The Obama team insists it’s merely tweaking the program to offer states more “flexibility.” But the memorandum includes troubling changes that would effectively water down the requirement that welfare recipients work, actively search for work or seriously train for work.
For example, it encourages projects that “improve collaboration with workforce and/or post-secondary education programs to test multi-year career pathway models; . . . test systematically extending the period in which vocational education training or job search/readiness programs count toward participation rates” and similar jargon. All translate to a reduced emphasis on rapidly moving people from welfare to work.
These types of efforts came into fashion in the 1960s — and studies have shown they don’t work.
In another project, a state could “count individuals in TANF-subsidized jobs but no longer receiving TANF assistance toward participation rates.” Translation: The state could count individualsno longer getting welfaretoward its work-participation rate, effectively lowering the work requirement foractualwelfare recipients.
All these “projects” represent a return to the failed, fuzzy-headed thinking of the decades preceding the landmark 1996 reform, when welfare policy focused on endless training and education programs, treatment programs and other non-work-related activities.
America Works was founded in 1984 on a different set of ideas — the belief that the best social program is a job — a real job. Over the years, it’s found employment for 300,000 hard-to-place workers, including welfare recipients, providing them with structure, dignity and hope, as well as a paycheck.

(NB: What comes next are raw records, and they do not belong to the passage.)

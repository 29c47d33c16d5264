use crate::{
    DEFAULT_CONNECT_TIMEOUT, DEFAULT_DURATION, DEFAULT_OUTPUT_FILE, DEFAULT_QUERY_TIMEOUT,
    DEFAULT_THREAD_COUNT,
};
#[cfg(feature = "rt")]
use serde::{Deserialize, Serialize};
#[allow(unused_imports)]
#[cfg(feature = "rt")]
use serde_with::{serde_as, DurationSeconds};
use std::fmt;
use std::path::PathBuf;
use std::time::Duration;

/// Addressing for the system under test.
///
/// The engine never looks inside; connection providers interpret it.
#[derive(Clone, Debug, Default, PartialEq, Eq)]
#[cfg_attr(feature = "rt", derive(Serialize, Deserialize))]
pub struct Target {
    pub server: String,
    pub database: String,
}

impl Target {
    pub fn new(server: impl Into<String>, database: impl Into<String>) -> Self {
        Self {
            server: server.into(),
            database: database.into(),
        }
    }

    /// Build a `postgres://` URL. A server which already carries a scheme keeps it.
    pub fn postgres_url(&self) -> String {
        let server = self.server.trim_end_matches('/');
        if server.contains("://") {
            format!("{server}/{}", self.database)
        } else {
            format!("postgres://{server}/{}", self.database)
        }
    }

    /// Server with any `user:password@` prefix removed.
    fn host(&self) -> &str {
        let server = self
            .server
            .split_once("://")
            .map_or(self.server.as_str(), |(_, rest)| rest);
        server.rsplit_once('@').map_or(server, |(_, host)| host)
    }
}

impl fmt::Display for Target {
    fn fmt(&self, f: &mut fmt::Formatter<'_>) -> fmt::Result {
        write!(f, "{}/{}", self.host(), self.database)
    }
}

/// Configuration of a single load test run. Immutable once the run starts.
#[derive(Clone, Debug)]
#[cfg_attr(feature = "rt", cfg_eval::cfg_eval, serde_as)]
#[cfg_attr(feature = "rt", derive(Serialize, Deserialize))]
pub struct TestConfig {
    pub target: Target,
    pub query_template: String,
    #[cfg_attr(feature = "rt", serde(default = "default_thread_count"))]
    pub thread_count: usize,
    #[cfg_attr(feature = "rt", serde_as(as = "DurationSeconds"))]
    #[cfg_attr(feature = "rt", serde(default = "default_duration"))]
    pub duration: Duration,
    #[cfg_attr(feature = "rt", serde_as(as = "DurationSeconds"))]
    #[cfg_attr(feature = "rt", serde(default = "default_query_timeout"))]
    pub query_timeout: Duration,
    #[cfg_attr(feature = "rt", serde_as(as = "DurationSeconds"))]
    #[cfg_attr(feature = "rt", serde(default = "default_connect_timeout"))]
    pub connect_timeout: Duration,
    #[cfg_attr(feature = "rt", serde(default = "default_output"))]
    pub output: PathBuf,
}

impl TestConfig {
    pub fn new(target: Target, query_template: impl Into<String>) -> Self {
        Self {
            target,
            query_template: query_template.into(),
            thread_count: DEFAULT_THREAD_COUNT,
            duration: DEFAULT_DURATION,
            query_timeout: DEFAULT_QUERY_TIMEOUT,
            connect_timeout: DEFAULT_CONNECT_TIMEOUT,
            output: PathBuf::from(DEFAULT_OUTPUT_FILE),
        }
    }

    pub fn thread_count(mut self, thread_count: usize) -> Self {
        self.thread_count = thread_count;
        self
    }

    pub fn duration(mut self, duration: Duration) -> Self {
        self.duration = duration;
        self
    }

    pub fn query_timeout(mut self, query_timeout: Duration) -> Self {
        self.query_timeout = query_timeout;
        self
    }

    /// Bound on opening each connection, the pre-flight one included.
    pub fn connect_timeout(mut self, connect_timeout: Duration) -> Self {
        self.connect_timeout = connect_timeout;
        self
    }

    pub fn output(mut self, output: impl Into<PathBuf>) -> Self {
        self.output = output.into();
        self
    }
}

#[allow(unused)]
fn default_thread_count() -> usize {
    DEFAULT_THREAD_COUNT
}

#[allow(unused)]
fn default_duration() -> Duration {
    DEFAULT_DURATION
}

#[allow(unused)]
fn default_query_timeout() -> Duration {
    DEFAULT_QUERY_TIMEOUT
}

#[allow(unused)]
fn default_connect_timeout() -> Duration {
    DEFAULT_CONNECT_TIMEOUT
}

#[allow(unused)]
fn default_output() -> PathBuf {
    PathBuf::from(DEFAULT_OUTPUT_FILE)
}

Also in 1984, Charles Murray, then a Manhattan Institute senior fellow, published the book “Losing Ground,” which forever changed the national discourse on welfare reform by empirically illustrating how no-strings cash assistance fostered a dependency that hurt the poor.

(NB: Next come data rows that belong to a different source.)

#[cfg(feature = "rt")]
use serde::{Deserialize, Serialize};
use std::time::Duration;
use time::format_description::FormatItem;
use time::macros::format_description;
use time::OffsetDateTime;

const TIMESTAMP_FORMAT: &[FormatItem<'static>] =
    format_description!("[year]-[month]-[day]T[hour]:[minute]:[second].[subsecond digits:3]");

/// The identity of an attempt, captured before the query is sent.
///
/// Only [`AttemptStart::finish`] turns this into a [`ResultRecord`], so a record can never be
/// observed without its timing and outcome.
#[derive(Debug, Clone, Copy)]
pub struct AttemptStart {
    pub worker_id: usize,
    pub parameter_value: u64,
    pub timestamp: OffsetDateTime,
}

impl AttemptStart {
    pub fn now(worker_id: usize, parameter_value: u64) -> Self {
        Self {
            worker_id,
            parameter_value,
            timestamp: OffsetDateTime::now_utc(),
        }
    }

    pub fn finish(self, elapsed: Duration, error: Option<String>) -> ResultRecord {
        ResultRecord {
            execution_time_ms: elapsed.as_secs_f64() * 1e3,
            parameter_value: self.parameter_value,
            worker_id: self.worker_id,
            timestamp: self.timestamp,
            error,
        }
    }
}

/// One executed query attempt.
#[derive(Debug, Clone, PartialEq)]
#[cfg_attr(feature = "rt", derive(Serialize, Deserialize))]
pub struct ResultRecord {
    pub execution_time_ms: f64,
    pub parameter_value: u64,
    pub worker_id: usize,
    #[cfg_attr(feature = "rt", serde(with = "time::serde::rfc3339"))]
    pub timestamp: OffsetDateTime,
    pub error: Option<String>,
}

impl ResultRecord {
    pub fn is_error(&self) -> bool {
        self.error.is_some()
    }

    pub fn error_message(&self) -> Option<&str> {
        self.error.as_deref()
    }

    pub fn execution_time(&self) -> Duration {
        Duration::from_secs_f64(self.execution_time_ms / 1e3)
    }

    /// Timestamp as `YYYY-MM-DDTHH:MM:SS.mmm` in UTC.
    pub fn formatted_timestamp(&self) -> Result<String, time::error::Format> {
        self.timestamp
            .to_offset(time::UtcOffset::UTC)
            .format(TIMESTAMP_FORMAT)
    }
}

It took more than a decade, but Washington eventually recognized that the “work first” approach works best, and reformed welfare around that principle.
The 1996 law is generally heralded as a historic, bipartisan success. Welfare rolls have plummeted, and the poverty rate is still lower than it was in 1996, despite the prolonged economic slump. Even in this tough economy, the number of New Yorkers on welfare is about 350,000 — a far cry from the 1.1 million (one out of every seven city residents!) on welfare in the mid ’90s.
In the wake of worries that it’s rolling back reform, the Obama administration has suggested that it will offer waivers only to states that commit to moving at least 20 percent more people from welfare to work. But if it’s going to let states water down work requirements in the ways suggested above, their “work participation” rates could easily rise 20 percent without any more recipients actually working.
If the administration wants to let states undertake “demonstration projects,” these experiments must not decrease or replace the current work mandates.
Welfare reform is working: Why would we want to roll it back?
Lee Bowes is America Works’ president and CEO. Lawrence Mone is president of the Manhattan Institute for Policy Research.